If you've enabled retained messages, the broker will keep a copy of published messages, even after they are sent to all the subscribers. If a new subscription is made by a client after the publication, and there is a previously sent and retained message for that topic, the retained message will be sent immediately.
The “last known good” retained message can be handy for remote configurations, when a topic isn’t updated that often, but you are adding new clients that are subscribing to the topic.
For example, say you have a remote controlled light bulb. The light bulb can be ON or OFF and receives message from other clients via the broker over WiFi. But, oh no! The WiFi router went down. When the WiFi comes back on, the light bulb may not know if there was an ON/OFF request that came through while the WiFi was down. It can connect and re-subscribe to get that retained message which will let it know what the last state was set to.

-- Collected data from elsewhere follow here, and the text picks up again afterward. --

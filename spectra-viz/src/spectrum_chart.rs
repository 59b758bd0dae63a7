use alloc::format;

use embedded_graphics::geometry::Point;
use log::trace;

use crate::coordinate_mapper::AxisMapper;
use crate::error::Result;
use crate::palette::{self, BLACK, WHITE};
use crate::primitive::{Anchor, FontClass, Primitive, ShapeStyle};
use crate::resolve::resolve_band;
use crate::scene::{Scene, SceneBuilder, Viewport};
use crate::types::{Band, LightSource, Strength};

/// Wavelength axis, in meters.
pub const WAVELENGTH_MIN_M: f64 = 1e-14;
pub const WAVELENGTH_MAX_M: f64 = 1e3;
pub const FIRST_DECADE: i32 = -14;
pub const LAST_DECADE: i32 = 3;

pub const EM_BANDS: [Band; 7] = [
    Band::new("Radio", 1e0, 1e3, palette::GRAY),
    Band::new("Microwave", 1e-3, 1e0, palette::PURPLE),
    Band::new("Infrared", 7e-7, 1e-3, palette::DARK_RED),
    Band::new("Visible", 4e-7, 7e-7, palette::WHITE),
    Band::new("Ultraviolet", 1e-8, 4e-7, palette::BLUE),
    Band::new("X-Rays", 1e-11, 1e-8, palette::SKY_BLUE),
    Band::new("Gamma Rays", 1e-14, 1e-11, palette::CYAN),
];

pub const SUN_EMISSION: [Strength; 7] = [
    Strength::new("Radio", "Low", 25),
    Strength::new("Microwave", "Low", 25),
    Strength::new("Infrared", "High", 80),
    Strength::new("Visible", "Very High", 120),
    Strength::new("Ultraviolet", "Moderate", 50),
    Strength::new("X-Rays", "Low", 25),
    Strength::new("Gamma Rays", "Very Low", 10),
];

pub const LIGHT_SOURCES: [LightSource; 7] = [
    LightSource {
        name: "Incandescent",
        regions: &["Visible", "Infrared"],
        color: palette::ORANGE,
    },
    LightSource {
        name: "Halogen",
        regions: &["Visible", "Infrared"],
        color: palette::GOLD,
    },
    LightSource {
        name: "Fluorescent",
        regions: &["Ultraviolet", "Visible"],
        color: palette::LIME,
    },
    LightSource {
        name: "LED",
        regions: &["Visible"],
        color: palette::YELLOW,
    },
    LightSource {
        name: "Laser",
        regions: &["Visible"],
        color: palette::RED,
    },
    LightSource {
        name: "Microwave",
        regions: &["Microwave"],
        color: palette::VIOLET,
    },
    LightSource {
        name: "UV Lamp",
        regions: &["Ultraviolet"],
        color: palette::DEEP_SKY_BLUE,
    },
];

const BAND_HALF_HEIGHT: i32 = 40;
const SUN_BASE_OFFSET: i32 = 60;
const SUN_BAR_HALF_WIDTH: i32 = 10;
const SOURCE_ROW_HEIGHT: i32 = 25;
const SOURCE_ROW_GAP: i32 = 5;
const SOURCE_LABEL_X: i32 = 10;

/// Vertical positions of the chart sections for a given canvas height.
#[derive(Debug, Clone, Copy, PartialEq, Eq)]
pub struct SpectrumLayout {
    /// Center line of the band strip.
    pub spectrum_mid: i32,
    /// Bottom of the sun emission bars.
    pub sun_base: i32,
    /// Top of the first light-source row.
    pub synthetic_base: i32,
}

impl SpectrumLayout {
    pub fn for_height(height: u32) -> Self {
        let spectrum_mid = (height as f64 * 0.3) as i32;
        Self {
            spectrum_mid,
            sun_base: spectrum_mid - SUN_BASE_OFFSET,
            synthetic_base: (height as f64 * 0.55) as i32,
        }
    }
}

/// Electromagnetic spectrum on a log wavelength axis, with sun emission
/// strengths above the bands and synthetic light sources below.
#[derive(Debug, Clone, Copy)]
pub struct SpectrumChart {
    bands: &'static [Band],
    emission: &'static [Strength],
    sources: &'static [LightSource],
}

impl Default for SpectrumChart {
    fn default() -> Self {
        Self::new(&EM_BANDS, &SUN_EMISSION, &LIGHT_SOURCES)
    }
}

impl SpectrumChart {
    pub fn new(
        bands: &'static [Band],
        emission: &'static [Strength],
        sources: &'static [LightSource],
    ) -> Self {
        Self {
            bands,
            emission,
            sources,
        }
    }

    pub fn bands(&self) -> &'static [Band] {
        self.bands
    }

    /// Horizontal pixel span `(x_short, x_long)` of a band; longer
    /// wavelengths sit further right.
    pub fn band_span(axis: &AxisMapper, band: &Band) -> Result<(i32, i32)> {
        band.validate()?;
        Ok((axis.map(band.min)?, axis.map(band.max)?))
    }

    fn push_bands(
        &self,
        axis: &AxisMapper,
        layout: &SpectrumLayout,
        scene: &mut Scene,
    ) -> Result<()> {
        let mid = layout.spectrum_mid;
        for band in self.bands {
            let (x_short, x_long) = Self::band_span(axis, band)?;
            let cx = (x_short + x_long).div_euclid(2);

            scene.push(Primitive::rectangle(
                Point::new(x_long, mid - BAND_HALF_HEIGHT),
                Point::new(x_short, mid + BAND_HALF_HEIGHT),
                ShapeStyle::outlined(band.color, WHITE),
            ));
            scene.push(Primitive::text(
                Point::new(cx, mid),
                band.name,
                BLACK,
                FontClass::LabelBold,
                Anchor::Center,
            ));

            let Some(strength) = self.emission.iter().find(|s| s.band == band.name) else {
                trace!("no sun emission entry for {}", band.name);
                continue;
            };
            let top = layout.sun_base - strength.height;
            scene.push(Primitive::rectangle(
                Point::new(cx - SUN_BAR_HALF_WIDTH, top),
                Point::new(cx + SUN_BAR_HALF_WIDTH, layout.sun_base),
                ShapeStyle::outlined(palette::ORANGE, palette::GOLD),
            ));
            scene.push(Primitive::text(
                Point::new(cx, top - 10),
                strength.label,
                WHITE,
                FontClass::Italic,
                Anchor::Center,
            ));
        }
        Ok(())
    }

    fn push_light_sources(
        &self,
        axis: &AxisMapper,
        layout: &SpectrumLayout,
        scene: &mut Scene,
    ) -> Result<()> {
        for (i, source) in self.sources.iter().enumerate() {
            let y = layout.synthetic_base + i as i32 * (SOURCE_ROW_HEIGHT + SOURCE_ROW_GAP);

            for region in source.regions {
                let Some(band) = resolve_band(region, self.bands) else {
                    trace!("{}: region {:?} matches no band", source.name, region);
                    continue;
                };
                let (x_short, x_long) = Self::band_span(axis, band)?;
                scene.push(Primitive::rectangle(
                    Point::new(x_long, y),
                    Point::new(x_short, y + SOURCE_ROW_HEIGHT),
                    ShapeStyle::outlined(source.color, WHITE),
                ));
            }

            scene.push(Primitive::text(
                Point::new(SOURCE_LABEL_X, y + SOURCE_ROW_HEIGHT / 2),
                source.name,
                WHITE,
                FontClass::LabelBold,
                Anchor::West,
            ));
        }
        Ok(())
    }

    fn push_axis(
        &self,
        axis: &AxisMapper,
        layout: &SpectrumLayout,
        viewport: &Viewport,
        scene: &mut Scene,
    ) -> Result<()> {
        let mid = layout.spectrum_mid;
        for exp in FIRST_DECADE..=LAST_DECADE {
            let x = axis.map(libm::pow(10.0, exp as f64))?;
            scene.push(Primitive::line(
                Point::new(x, mid + 45),
                Point::new(x, mid + 55),
                WHITE,
                1,
            ));
            scene.push(Primitive::text(
                Point::new(x, mid + 70),
                format!("1e{exp} m"),
                WHITE,
                FontClass::Caption,
                Anchor::Center,
            ));
        }
        scene.push(Primitive::text(
            Point::new(viewport.width as i32 / 2, mid + 95),
            "Wavelength (log scale, meters)",
            WHITE,
            FontClass::Italic,
            Anchor::Center,
        ));
        Ok(())
    }
}

impl SceneBuilder for SpectrumChart {
    fn build(&self, viewport: &Viewport, scene: &mut Scene) -> Result<()> {
        let axis = AxisMapper::logarithmic(WAVELENGTH_MIN_M, WAVELENGTH_MAX_M, viewport.width)?;
        let layout = SpectrumLayout::for_height(viewport.height);

        self.push_bands(&axis, &layout, scene)?;
        self.push_light_sources(&axis, &layout, scene)?;
        self.push_axis(&axis, &layout, viewport, scene)
    }
}

#[cfg(test)]
mod tests {
    use super::*;
    use crate::error::VizError;
    use alloc::vec::Vec;
    use embedded_graphics::pixelcolor::Rgb888;

    fn build(chart: &SpectrumChart, width: u32, height: u32) -> Result<Scene> {
        let mut scene = Scene::new();
        chart.build(&Viewport::new(width, height), &mut scene)?;
        Ok(scene)
    }

    fn rectangles_filled_with(scene: &Scene, color: Rgb888) -> usize {
        scene
            .iter()
            .filter(|p| matches!(p, Primitive::Rectangle { style, .. } if style.fill == Some(color)))
            .count()
    }

    #[test]
    fn test_layout_fractions() {
        assert_eq!(
            SpectrumLayout::for_height(700),
            SpectrumLayout {
                spectrum_mid: 210,
                sun_base: 150,
                synthetic_base: 385,
            }
        );
    }

    #[test]
    fn test_default_scene_counts() {
        let scene = build(&SpectrumChart::default(), 1200, 700).unwrap();
        // Per band: rect, label, sun bar, sun label.
        let bands = EM_BANDS.len() * 4;
        // One rect per resolved region plus a name label per source.
        let regions: usize = LIGHT_SOURCES.iter().map(|s| s.regions.len()).sum();
        let sources = regions + LIGHT_SOURCES.len();
        // Tick line and label per decade, plus the axis title.
        let axis = 18 * 2 + 1;
        assert_eq!(scene.len(), bands + sources + axis);
    }

    #[test]
    fn test_bands_are_painted_before_their_labels() {
        let scene = build(&SpectrumChart::default(), 1200, 700).unwrap();
        let first_rect = scene
            .iter()
            .position(|p| matches!(p, Primitive::Rectangle { .. }))
            .unwrap();
        let first_text = scene
            .iter()
            .position(|p| matches!(p, Primitive::Text { .. }))
            .unwrap();
        assert!(first_rect < first_text);
    }

    #[test]
    fn test_visible_band_span() {
        let axis = AxisMapper::logarithmic(WAVELENGTH_MIN_M, WAVELENGTH_MAX_M, 1200).unwrap();
        let (x_short, x_long) = SpectrumChart::band_span(&axis, &EM_BANDS[3]).unwrap();
        assert!((535..=537).contains(&x_short), "x_short = {x_short}");
        assert!((552..=554).contains(&x_long), "x_long = {x_long}");
    }

    static SPARSE_EMISSION: [Strength; 1] = [Strength::new("Visible", "Very High", 120)];
    static UNRESOLVED_SOURCES: [LightSource; 1] = [LightSource {
        name: "Mystery",
        regions: &["Terahertz", "visible"],
        color: palette::LIME,
    }];

    #[test]
    fn test_missing_annotations_are_skipped() {
        let chart = SpectrumChart::new(&EM_BANDS, &SPARSE_EMISSION, &UNRESOLVED_SOURCES);
        let scene = build(&chart, 1200, 700).unwrap();
        assert_eq!(rectangles_filled_with(&scene, palette::ORANGE), 1);
        // "Terahertz" resolves to nothing, "visible" to the Visible band.
        assert_eq!(rectangles_filled_with(&scene, palette::LIME), 1);
    }

    static BROKEN_BANDS: [Band; 1] = [Band::new("Backwards", 1e-3, 1e-6, palette::GRAY)];
    static NEGATIVE_BANDS: [Band; 1] = [Band::new("Negative", -1.0, 1.0, palette::GRAY)];

    #[test]
    fn test_bad_table_entries_fail_loudly() {
        let backwards = SpectrumChart::new(&BROKEN_BANDS, &[], &[]);
        assert_eq!(
            build(&backwards, 1200, 700).map(|s| s.len()),
            Err(VizError::InvalidRange { lo: 1e-3, hi: 1e-6 })
        );

        let negative = SpectrumChart::new(&NEGATIVE_BANDS, &[], &[]);
        assert_eq!(
            build(&negative, 1200, 700).map(|s| s.len()),
            Err(VizError::NonPositiveLogValue(-1.0))
        );
    }

    #[test]
    fn test_tick_labels() {
        let scene = build(&SpectrumChart::default(), 1200, 700).unwrap();
        let labels: Vec<&str> = scene
            .iter()
            .filter_map(|p| match p {
                Primitive::Text { text, font, .. } if *font == FontClass::Caption => {
                    Some(text.as_str())
                }
                _ => None,
            })
            .collect();
        assert_eq!(labels.len(), 18);
        assert_eq!(labels[0], "1e-14 m");
        assert_eq!(labels[14], "1e0 m");
        assert_eq!(labels[17], "1e3 m");
    }
}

Clean Session / Durable Connections
A client can set a “clean session” flag - that’s like a clean start if you want to start from scratch or not.
If it’s set to false the connected client is considered “durable” this means when the client disconnects, all the subscriptions store will remain and any QoS messages will be stored until it connects again.
If the session is clean and marked as true, all subscriptions will be removed then the client disconnects.
This is useful if you want to minimize the setup of clients in an oft-disconnected transport, the client is already identified to the broker by the CONNECT packet so it avoids having to re-send all the SUBSCRIBE requests on every connect.
Last Will
The Last Will is sort of the opposite of the Retained Message. Whereas retained messages allow a client to find out if they missed a message on connection, Last Will lets a client send a final message on unexpected disconnection. Last Wills have a topic & QoS - it’s basically just a pre-set publication.
Say you have a piece of industrial equipment that is controlled by a large relay, the relay is connected over MQTT as a client to the factory/machine/relay topic that will let it know whether the relay should be ON or OFF.
Another client is the controller, it sends the commands to the relay. There's a risk that the controller may fall off the network somehow, and the relay will be operating without a controller. In this case, the 'safest' setting for the machine is to have the relay be off. So, the controller client sends a Last Will to the factory/machine/onoffrelay topic with the OFF message. If the broker doesn't hear from the controller in a pre-set amount of time, it will send send the last will to all subscribers.